Other than the Ranchi native the only wicket-keeper asked to bowl in a test match during the last decade was Australia’s Matthew Wade during the December 2012 test against Sri Lanka in Hobart. The decision of Michael Clarke to proffer an over before tea onto his gloveman raised a few eyebrows as the hosts chased success but Clarke later defended his decision under the auspices of trying all tactics in pursuit of victory.
Clarke’s choice of bowler may have prompted a handful of censorious barbs from sections of the media but the passage of play offers an intriguing insight into the effect of the tactic on the contest and the players involved. Despite the result of the match very much remaining in the balance, the sight of Wade dispensing with his pads provoked a few smiles and a sense of curiosity on the field of play. One of the chief questions amongst those watching the play would have circled around who would replace Wade behind the stumps. The answer quickly arrived in the form of the late Philip Hughes, who donned the pads and gloves with a cheeky grin and an air of childlike enthusiasm. Watching the passage of play on You Tube, one’s curiosity is further stoked by thoughts of how the new gloveman will fare should a tricky delivery or two come his way. Wade, who had never before bowled in any form of professional cricket, delivered a testing over to Thilan Samaraweera at reasonable pace, completing a maiden but not requiring Hughes’ wicket-keeping skills as the Sri Lankan batsman put bat to ball on all six occasions.

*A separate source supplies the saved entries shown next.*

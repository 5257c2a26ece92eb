//! Errors raised by the transport façade and PDU framer.

/// Errors surfaced while driving a [`crate::Transport`] or [`crate::Framer`].
#[derive(Debug, thiserror::Error)]
pub enum TransportError {
    /// `connect` was called on a transport that is already connected.
    #[error("transport already connected")]
    AlreadyConnected,

    /// `disconnect` was called on a transport that is not connected.
    #[error("transport not connected")]
    NotConnected,

    /// The underlying connect attempt failed.
    #[error("connect to {host}:{port} failed: {source}")]
    ConnectFailed {
        /// Host that was being connected to.
        host: String,
        /// Port that was being connected to.
        port: u16,
        /// Underlying I/O error.
        #[source]
        source: std::io::Error,
    },

    /// A send of outbound packet bytes failed partway through.
    #[error("send failed: {0}")]
    SendFailed(#[source] std::io::Error),

    /// A `recv_exact` call failed before the requested byte count arrived.
    #[error("recv failed: {0}")]
    RecvFailed(#[source] std::io::Error),

    /// A logical message mixed packet types, which is a protocol violation.
    #[error("packet type changed mid-message: expected {expected:?}, got {actual:?}")]
    MixedPacketType {
        /// Packet type of the first packet in the logical message.
        expected: tds_protocol::PacketType,
        /// Packet type of the packet that broke the run.
        actual: tds_protocol::PacketType,
    },

    /// A malformed packet header or body was encountered while reassembling.
    #[error(transparent)]
    Protocol(#[from] tds_protocol::ProtocolError),
}
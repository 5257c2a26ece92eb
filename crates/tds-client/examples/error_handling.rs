//! Error handling and diagnostics example.
//!
//! This example demonstrates how to handle the different error shapes the
//! driver can surface, and how to register a message handler for `INFO`/
//! `ERROR` tokens that don't fail the current operation (severity class < 14).
//!
//! # Running
//!
//! ```bash
//! export MSSQL_HOST=localhost
//! export MSSQL_USER=sa
//! export MSSQL_PASSWORD=YourStrong@Passw0rd
//!
//! cargo run --example error_handling
//! ```

// Allow common patterns in example code
#![allow(clippy::unwrap_used, clippy::expect_used)]

use tds_client::{Config, Error, Session};
use tds_transport::TcpTransport;

fn main() -> Result<(), Error> {
    tracing_subscriber::fmt::init();

    let host = std::env::var("MSSQL_HOST").unwrap_or_else(|_| "localhost".into());
    let user = std::env::var("MSSQL_USER").unwrap_or_else(|_| "sa".into());
    let password = std::env::var("MSSQL_PASSWORD").unwrap_or_else(|_| "Password123!".into());

    println!("=== Error Handling Examples ===\n");

    // Example 1: a message handler that prints every INFO/ERROR the server
    // sends, without failing the surrounding query.
    println!("1. Message handler + non-fatal server error:");
    let mut config = Config::new();
    config.server_name = host.clone();
    config.database = Some("master".to_string());
    config.user_name = user.clone();
    config.password = password.clone();

    let mut session = Session::connect(config, TcpTransport::new())?.login()?;
    session.on_message(|msg| {
        let kind = if msg.is_error { "ERROR" } else { "INFO" };
        println!(
            "  [{kind}] #{} (class {}): {}",
            msg.number, msg.class, msg.message
        );
    });

    match session.query("SELECT 1/0", &[]) {
        Ok(rows) => println!("  Unexpectedly succeeded with {} rows", rows.len()),
        Err(Error::Server {
            number,
            message,
            class,
            ..
        }) => {
            println!("  SQL Server Error #{number}: {message} (severity: {class})");
        }
        Err(e) => println!("  Other error: {e:?}"),
    }

    // Example 2: authentication failure.
    println!("\n2. Authentication error (expected to fail):");
    let mut bad_config = Config::new();
    bad_config.server_name = host;
    bad_config.database = Some("master".to_string());
    bad_config.user_name = "invalid".to_string();
    bad_config.password = "wrong".to_string();

    match Session::connect(bad_config, TcpTransport::new()).and_then(|s| s.login()) {
        Ok(_) => println!("  Unexpectedly connected!"),
        Err(Error::LoginFailed(detail)) => {
            println!("  Login failed: {detail}");
            println!("  This is expected - do not retry auth failures blindly");
        }
        Err(Error::Server { number, .. }) if number == 18_456 => {
            println!("  Logon failed (error 18456) - bad username or password");
        }
        Err(e) => println!("  Other error: {e:?}"),
    }

    // Example 3: constraint violation (non-transient, should not be retried).
    println!("\n3. Constraint violation (non-retriable):");
    session.execute(
        "CREATE TABLE #test_constraints (id INT PRIMARY KEY, name VARCHAR(50))",
        &[],
    )?;
    session.execute("INSERT INTO #test_constraints VALUES (1, 'first')", &[])?;

    match session.execute("INSERT INTO #test_constraints VALUES (1, 'duplicate')", &[]) {
        Ok(_) => println!("  Unexpectedly succeeded!"),
        Err(Error::Server {
            number, message, ..
        }) if number == 2627 => {
            println!("  Primary key violation (error {number}): {message}");
            println!("  This is NOT transient - fix your data, don't retry");
        }
        Err(e) => println!("  Other error: {e:?}"),
    }

    session.disconnect()?;
    println!("\nAll error handling examples completed.");

    Ok(())
}
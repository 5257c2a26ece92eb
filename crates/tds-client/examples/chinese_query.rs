//! An example of querying a SQL Server database and retrieving Chinese characters.
//!
//! Demonstrates that a collation-tagged `VARCHAR` column (decoded through its
//! code page) and an `NVARCHAR` column (always UTF-16LE) both round-trip
//! non-ASCII text correctly.
//!
//! # Running
//!
//! ```bash
//! cargo run --example chinese_query
//! ```

#![allow(clippy::unwrap_used, clippy::expect_used)]

use tds_client::{Config, Error, Session};
use tds_transport::TcpTransport;

fn main() -> Result<(), Error> {
    let host = std::env::var("MSSQL_HOST").unwrap_or_else(|_| "192.168.100.5".into());
    let database = std::env::var("MSSQL_DATABASE").unwrap_or_else(|_| "master".into());
    let user = std::env::var("MSSQL_USER").unwrap_or_else(|_| "sa".into());
    let password = std::env::var("MSSQL_PASSWORD").unwrap_or_else(|_| "@cwc3002#".into());

    let mut config = Config::new();
    config.server_name = host;
    config.database = Some(database);
    config.user_name = user;
    config.password = password;

    let mut session = Session::connect(config, TcpTransport::new())?.login()?;

    let rows = session.query(
        "SELECT CONVERT(VARCHAR(40),'中文') COLLATE Chinese_PRC_CI_AI AS info, \
         CONVERT(NVARCHAR(40),'汉字') AS lang",
        &[],
    )?;

    println!("Number of rows: {}", rows.len());
    for row in &rows {
        let info: String = row.get_by_name("info")?;
        let lang: String = row.get_by_name("lang")?;
        println!("{info:?} {lang:?}");
    }

    session.disconnect()?;
    Ok(())
}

Nevertheless, Hughes’ smiles and smirks were partly replicated by his skipper as Australia indulged in some leftfield thinking. In the hyper-serious, near joyless existence that top level professional sport has become the few minutes of frivolity provided a sense of carefree amusement and curiosity. One could argue that the short passage of play provided a welcome break from the norm. As a recent television advert highlighted: When was the last time you did anything simply for the fun of it? Ultimately, the experiment did not work, although Australia eventually won the contest, but the moment at least provoked that sense of joy and escapism that is so often lacking in professional sport. Amid the carnage and bludgeoning, and the inevitable gnashing of teeth, of the fourth afternoon in Chennai a similar tactic could well have eased the pain a little.